──────── Stored data ────────
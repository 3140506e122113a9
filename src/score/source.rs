//! Score Source - where an experiment's checkpoint CSVs live

use std::path::{Path, PathBuf};

use serde::{Deserialize, Serialize};

/// Default metric column.
pub const DEFAULT_METRIC: &str = "trueskill";

/// Location and metric of an experiment's score files.
///
/// The experiment directory is
/// `<experiments_path>/<directory>/<runs>/<experiment>`.
///
/// ## Example
///
/// ```rust
/// use run_scorer::score::ScoreSource;
///
/// let source = ScoreSource::new()
///     .experiments_path("results")
///     .directory("ablation")
///     .metric("elo");
///
/// assert_eq!(
///     source.experiment_dir("seed-1"),
///     std::path::Path::new("results/ablation/runs/seed-1")
/// );
/// ```
#[derive(Debug, Clone, PartialEq, Eq, Serialize, Deserialize)]
#[serde(default)]
pub struct ScoreSource {
    experiments_path: PathBuf,
    directory: String,
    runs: String,
    metric: String,
}

impl Default for ScoreSource {
    fn default() -> Self {
        Self {
            experiments_path: Path::new(".").join("..").join("experiments"),
            directory: "base".to_string(),
            runs: "runs".to_string(),
            metric: DEFAULT_METRIC.to_string(),
        }
    }
}

impl ScoreSource {
    /// Create a source with the default layout.
    #[must_use]
    pub fn new() -> Self {
        Self::default()
    }

    /// Default layout rooted at `../final_results`, where whole directories
    /// of finished runs are collected.
    #[must_use]
    pub fn final_results() -> Self {
        Self::default().experiments_path(Path::new(".").join("..").join("final_results"))
    }

    /// Set the root holding experiment directories.
    #[must_use]
    pub fn experiments_path(mut self, path: impl Into<PathBuf>) -> Self {
        self.experiments_path = path.into();
        self
    }

    /// Set the directory under the root.
    #[must_use]
    pub fn directory(mut self, directory: impl Into<String>) -> Self {
        self.directory = directory.into();
        self
    }

    /// Set the runs subdirectory name.
    #[must_use]
    pub fn runs(mut self, runs: impl Into<String>) -> Self {
        self.runs = runs.into();
        self
    }

    /// Set the metric column to extract.
    #[must_use]
    pub fn metric(mut self, metric: impl Into<String>) -> Self {
        self.metric = metric.into();
        self
    }

    /// Get the metric column name.
    #[must_use]
    pub fn metric_name(&self) -> &str {
        &self.metric
    }

    /// Get the experiments root.
    #[must_use]
    pub fn root(&self) -> &Path {
        &self.experiments_path
    }

    /// Directory listing one subdirectory per experiment.
    #[must_use]
    pub fn runs_dir(&self) -> PathBuf {
        self.experiments_path.join(&self.directory).join(&self.runs)
    }

    /// Directory holding one experiment's `<time>.csv` files.
    #[must_use]
    pub fn experiment_dir(&self, experiment: &str) -> PathBuf {
        self.runs_dir().join(experiment)
    }
}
────────
Exercise requirements
Please repeat each entry. Keep every word the same.

Solution
repository 3140506e122113a9
filename src/score/source.rs
//! Score Source - where an experiment's checkpoint CSVs live

use std::path::{Path, PathBuf};

use serde::{Deserialize, Serialize};

/// Default metric column.
pub const DEFAULT_METRIC: &str = "trueskill";

/// Location and metric of an experiment's score files.
///
/// The experiment directory is
/// `<experiments_path>/<directory>/<runs>/<experiment>`.
///
/// ## Example
///
/// ```rust
/// use run_scorer::score::ScoreSource;
///
/// let source = ScoreSource::new()
///     .experiments_path("results")
///     .directory("ablation")
///     .metric("elo");
///
/// assert_eq!(
///     source.experiment_dir("seed-1"),
///     std::path::Path::new("results/ablation/runs/seed-1")
/// );
/// ```
#[derive(Debug, Clone, PartialEq, Eq, Serialize, Deserialize)]
#[serde(default)]
pub struct ScoreSource {
    experiments_path: PathBuf,
    directory: String,
    runs: String,
    metric: String,
}

impl Default for ScoreSource {
    fn default() -> Self {
        Self {
            experiments_path: Path::new(".").join("..").join("experiments"),
            directory: "base".to_string(),
            runs: "runs".to_string(),
            metric: DEFAULT_METRIC.to_string(),
        }
    }
}

impl ScoreSource {
    /// Create a source with the default layout.
    #[must_use]
    pub fn new() -> Self {
        Self::default()
    }

    /// Default layout rooted at `../final_results`, where whole directories
    /// of finished runs are collected.
    #[must_use]
    pub fn final_results() -> Self {
        Self::default().experiments_path(Path::new(".").join("..").join("final_results"))
    }

    /// Set the root holding experiment directories.
    #[must_use]
    pub fn experiments_path(mut self, path: impl Into<PathBuf>) -> Self {
        self.experiments_path = path.into();
        self
    }

    /// Set the directory under the root.
    #[must_use]
    pub fn directory(mut self, directory: impl Into<String>) -> Self {
        self.directory = directory.into();
        self
    }

    /// Set the runs subdirectory name.
    #[must_use]
    pub fn runs(mut self, runs: impl Into<String>) -> Self {
        self.runs = runs.into();
        self
    }

    /// Set the metric column to extract.
    #[must_use]
    pub fn metric(mut self, metric: impl Into<String>) -> Self {
        self.metric = metric.into();
        self
    }

    /// Get the metric column name.
    #[must_use]
    pub fn metric_name(&self) -> &str {
        &self.metric
    }

    /// Get the experiments root.
    #[must_use]
    pub fn root(&self) -> &Path {
        &self.experiments_path
    }

    /// Directory listing one subdirectory per experiment.
    #[must_use]
    pub fn runs_dir(&self) -> PathBuf {
        self.experiments_path.join(&self.directory).join(&self.runs)
    }

    /// Directory holding one experiment's `<time>.csv` files.
    #[must_use]
    pub fn experiment_dir(&self, experiment: &str) -> PathBuf {
        self.runs_dir().join(experiment)
    }
}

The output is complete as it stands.